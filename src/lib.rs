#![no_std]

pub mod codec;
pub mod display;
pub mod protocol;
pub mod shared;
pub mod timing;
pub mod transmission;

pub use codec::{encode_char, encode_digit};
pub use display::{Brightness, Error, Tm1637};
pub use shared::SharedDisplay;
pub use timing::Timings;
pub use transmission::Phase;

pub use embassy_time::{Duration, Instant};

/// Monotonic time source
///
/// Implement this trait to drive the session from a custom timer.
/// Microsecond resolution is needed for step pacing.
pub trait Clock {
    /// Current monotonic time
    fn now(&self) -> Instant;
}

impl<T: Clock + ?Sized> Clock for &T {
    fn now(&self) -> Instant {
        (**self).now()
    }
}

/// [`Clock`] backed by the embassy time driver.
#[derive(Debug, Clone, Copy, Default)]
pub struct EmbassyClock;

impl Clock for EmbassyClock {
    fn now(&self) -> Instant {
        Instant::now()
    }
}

**Activity:** Give back exactly the lines from the one that contains "Monotonic time source" to the end of the data above, both of those lines included.

**Answer to this problem:**
/// Monotonic time source
///
/// Implement this trait to drive the session from a custom timer.
/// Microsecond resolution is needed for step pacing.
pub trait Clock {
    /// Current monotonic time
    fn now(&self) -> Instant;
}

impl<T: Clock + ?Sized> Clock for &T {
    fn now(&self) -> Instant {
        (**self).now()
    }
}

/// [`Clock`] backed by the embassy time driver.
#[derive(Debug, Clone, Copy, Default)]
pub struct EmbassyClock;

impl Clock for EmbassyClock {
    fn now(&self) -> Instant {
        Instant::now()
    }
}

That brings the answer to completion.